What the task requires:
Write out the data again in full, exactly as it reads.

Data extract:
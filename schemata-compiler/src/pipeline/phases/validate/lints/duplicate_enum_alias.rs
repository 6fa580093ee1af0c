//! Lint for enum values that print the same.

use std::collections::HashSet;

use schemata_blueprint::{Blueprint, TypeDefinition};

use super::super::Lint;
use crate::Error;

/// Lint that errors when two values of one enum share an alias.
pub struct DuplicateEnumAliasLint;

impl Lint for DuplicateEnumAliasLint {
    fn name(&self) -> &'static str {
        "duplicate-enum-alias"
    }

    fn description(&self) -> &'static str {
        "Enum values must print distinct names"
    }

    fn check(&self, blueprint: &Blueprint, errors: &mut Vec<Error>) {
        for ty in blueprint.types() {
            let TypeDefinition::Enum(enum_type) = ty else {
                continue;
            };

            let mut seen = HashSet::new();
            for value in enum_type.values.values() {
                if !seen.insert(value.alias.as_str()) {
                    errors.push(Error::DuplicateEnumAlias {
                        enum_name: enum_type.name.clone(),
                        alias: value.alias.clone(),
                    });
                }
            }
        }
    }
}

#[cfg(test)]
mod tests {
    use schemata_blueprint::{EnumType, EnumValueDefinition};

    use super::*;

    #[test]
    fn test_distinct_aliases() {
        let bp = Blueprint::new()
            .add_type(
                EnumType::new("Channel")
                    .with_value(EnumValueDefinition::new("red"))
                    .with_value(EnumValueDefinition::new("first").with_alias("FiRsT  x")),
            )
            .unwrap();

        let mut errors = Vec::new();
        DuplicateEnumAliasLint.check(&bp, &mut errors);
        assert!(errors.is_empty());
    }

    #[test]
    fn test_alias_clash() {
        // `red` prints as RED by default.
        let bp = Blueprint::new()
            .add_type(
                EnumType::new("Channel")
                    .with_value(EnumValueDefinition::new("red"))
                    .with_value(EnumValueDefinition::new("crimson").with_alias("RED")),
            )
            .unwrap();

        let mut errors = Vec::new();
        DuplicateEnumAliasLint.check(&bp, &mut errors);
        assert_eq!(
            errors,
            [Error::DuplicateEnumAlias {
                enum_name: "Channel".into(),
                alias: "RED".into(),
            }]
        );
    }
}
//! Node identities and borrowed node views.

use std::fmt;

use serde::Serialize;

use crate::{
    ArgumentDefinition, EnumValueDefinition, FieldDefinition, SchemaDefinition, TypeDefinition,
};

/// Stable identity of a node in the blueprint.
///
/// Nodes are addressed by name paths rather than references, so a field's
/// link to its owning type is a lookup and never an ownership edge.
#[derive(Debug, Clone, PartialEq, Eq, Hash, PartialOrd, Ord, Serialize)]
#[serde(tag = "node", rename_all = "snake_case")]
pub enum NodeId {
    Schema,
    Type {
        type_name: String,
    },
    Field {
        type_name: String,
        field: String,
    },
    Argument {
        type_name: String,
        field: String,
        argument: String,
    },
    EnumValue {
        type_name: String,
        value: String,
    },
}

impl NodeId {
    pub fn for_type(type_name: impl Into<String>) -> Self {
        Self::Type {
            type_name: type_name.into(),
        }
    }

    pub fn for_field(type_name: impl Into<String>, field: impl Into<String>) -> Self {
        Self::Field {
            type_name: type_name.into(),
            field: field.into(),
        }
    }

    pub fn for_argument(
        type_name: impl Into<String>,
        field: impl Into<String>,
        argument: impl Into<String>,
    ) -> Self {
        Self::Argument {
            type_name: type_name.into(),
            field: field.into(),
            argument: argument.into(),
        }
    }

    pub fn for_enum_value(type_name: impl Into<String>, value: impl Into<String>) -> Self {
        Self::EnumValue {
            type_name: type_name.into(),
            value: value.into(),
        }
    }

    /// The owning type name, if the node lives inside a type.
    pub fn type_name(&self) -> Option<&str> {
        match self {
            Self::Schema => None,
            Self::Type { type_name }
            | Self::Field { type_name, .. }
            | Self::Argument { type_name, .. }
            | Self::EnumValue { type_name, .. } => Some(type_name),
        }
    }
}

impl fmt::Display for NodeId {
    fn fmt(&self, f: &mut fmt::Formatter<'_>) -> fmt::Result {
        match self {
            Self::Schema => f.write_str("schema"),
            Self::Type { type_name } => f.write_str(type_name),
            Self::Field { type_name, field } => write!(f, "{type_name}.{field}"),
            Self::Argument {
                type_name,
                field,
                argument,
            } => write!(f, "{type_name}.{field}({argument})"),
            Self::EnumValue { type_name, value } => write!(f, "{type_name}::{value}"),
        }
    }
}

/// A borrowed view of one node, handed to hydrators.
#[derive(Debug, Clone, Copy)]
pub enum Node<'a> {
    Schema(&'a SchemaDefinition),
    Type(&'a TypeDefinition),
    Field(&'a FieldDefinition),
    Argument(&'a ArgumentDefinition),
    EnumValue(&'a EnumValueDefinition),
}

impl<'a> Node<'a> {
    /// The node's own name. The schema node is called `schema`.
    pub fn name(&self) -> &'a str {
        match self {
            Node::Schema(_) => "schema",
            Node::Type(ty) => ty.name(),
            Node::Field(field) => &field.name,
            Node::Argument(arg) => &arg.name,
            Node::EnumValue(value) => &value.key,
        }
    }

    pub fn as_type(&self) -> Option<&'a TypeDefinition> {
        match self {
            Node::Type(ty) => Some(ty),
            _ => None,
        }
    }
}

Exercise answer:
filename schemata-compiler/src/pipeline/phases/validate/lints/duplicate_enum_alias.rs
repository 6fa580093ee1af0c
//! Lint for enum values that print the same.

use std::collections::HashSet;

use schemata_blueprint::{Blueprint, TypeDefinition};

use super::super::Lint;
use crate::Error;

/// Lint that errors when two values of one enum share an alias.
pub struct DuplicateEnumAliasLint;

impl Lint for DuplicateEnumAliasLint {
    fn name(&self) -> &'static str {
        "duplicate-enum-alias"
    }

    fn description(&self) -> &'static str {
        "Enum values must print distinct names"
    }

    fn check(&self, blueprint: &Blueprint, errors: &mut Vec<Error>) {
        for ty in blueprint.types() {
            let TypeDefinition::Enum(enum_type) = ty else {
                continue;
            };

            let mut seen = HashSet::new();
            for value in enum_type.values.values() {
                if !seen.insert(value.alias.as_str()) {
                    errors.push(Error::DuplicateEnumAlias {
                        enum_name: enum_type.name.clone(),
                        alias: value.alias.clone(),
                    });
                }
            }
        }
    }
}

#[cfg(test)]
mod tests {
    use schemata_blueprint::{EnumType, EnumValueDefinition};

    use super::*;

    #[test]
    fn test_distinct_aliases() {
        let bp = Blueprint::new()
            .add_type(
                EnumType::new("Channel")
                    .with_value(EnumValueDefinition::new("red"))
                    .with_value(EnumValueDefinition::new("first").with_alias("FiRsT  x")),
            )
            .unwrap();

        let mut errors = Vec::new();
        DuplicateEnumAliasLint.check(&bp, &mut errors);
        assert!(errors.is_empty());
    }

    #[test]
    fn test_alias_clash() {
        // `red` prints as RED by default.
        let bp = Blueprint::new()
            .add_type(
                EnumType::new("Channel")
                    .with_value(EnumValueDefinition::new("red"))
                    .with_value(EnumValueDefinition::new("crimson").with_alias("RED")),
            )
            .unwrap();

        let mut errors = Vec::new();
        DuplicateEnumAliasLint.check(&bp, &mut errors);
        assert_eq!(
            errors,
            [Error::DuplicateEnumAlias {
                enum_name: "Channel".into(),
                alias: "RED".into(),
            }]
        );
    }
}
//! Node identities and borrowed node views.

use std::fmt;

use serde::Serialize;

use crate::{
    ArgumentDefinition, EnumValueDefinition, FieldDefinition, SchemaDefinition, TypeDefinition,
};

/// Stable identity of a node in the blueprint.
///
/// Nodes are addressed by name paths rather than references, so a field's
/// link to its owning type is a lookup and never an ownership edge.
#[derive(Debug, Clone, PartialEq, Eq, Hash, PartialOrd, Ord, Serialize)]
#[serde(tag = "node", rename_all = "snake_case")]
pub enum NodeId {
    Schema,
    Type {
        type_name: String,
    },
    Field {
        type_name: String,
        field: String,
    },
    Argument {
        type_name: String,
        field: String,
        argument: String,
    },
    EnumValue {
        type_name: String,
        value: String,
    },
}

impl NodeId {
    pub fn for_type(type_name: impl Into<String>) -> Self {
        Self::Type {
            type_name: type_name.into(),
        }
    }

    pub fn for_field(type_name: impl Into<String>, field: impl Into<String>) -> Self {
        Self::Field {
            type_name: type_name.into(),
            field: field.into(),
        }
    }

    pub fn for_argument(
        type_name: impl Into<String>,
        field: impl Into<String>,
        argument: impl Into<String>,
    ) -> Self {
        Self::Argument {
            type_name: type_name.into(),
            field: field.into(),
            argument: argument.into(),
        }
    }

    pub fn for_enum_value(type_name: impl Into<String>, value: impl Into<String>) -> Self {
        Self::EnumValue {
            type_name: type_name.into(),
            value: value.into(),
        }
    }

    /// The owning type name, if the node lives inside a type.
    pub fn type_name(&self) -> Option<&str> {
        match self {
            Self::Schema => None,
            Self::Type { type_name }
            | Self::Field { type_name, .. }
            | Self::Argument { type_name, .. }
            | Self::EnumValue { type_name, .. } => Some(type_name),
        }
    }
}

impl fmt::Display for NodeId {
    fn fmt(&self, f: &mut fmt::Formatter<'_>) -> fmt::Result {
        match self {
            Self::Schema => f.write_str("schema"),
            Self::Type { type_name } => f.write_str(type_name),
            Self::Field { type_name, field } => write!(f, "{type_name}.{field}"),
            Self::Argument {
                type_name,
                field,
                argument,
            } => write!(f, "{type_name}.{field}({argument})"),
            Self::EnumValue { type_name, value } => write!(f, "{type_name}::{value}"),
        }
    }
}

/// A borrowed view of one node, handed to hydrators.
#[derive(Debug, Clone, Copy)]
pub enum Node<'a> {
    Schema(&'a SchemaDefinition),
    Type(&'a TypeDefinition),
    Field(&'a FieldDefinition),
    Argument(&'a ArgumentDefinition),
    EnumValue(&'a EnumValueDefinition),
}

impl<'a> Node<'a> {
    /// The node's own name. The schema node is called `schema`.
    pub fn name(&self) -> &'a str {
        match self {
            Node::Schema(_) => "schema",
            Node::Type(ty) => ty.name(),
            Node::Field(field) => &field.name,
            Node::Argument(arg) => &arg.name,
            Node::EnumValue(value) => &value.key,
        }
    }

    pub fn as_type(&self) -> Option<&'a TypeDefinition> {
        match self {
            Node::Type(ty) => Some(ty),
            _ => None,
        }
    }
}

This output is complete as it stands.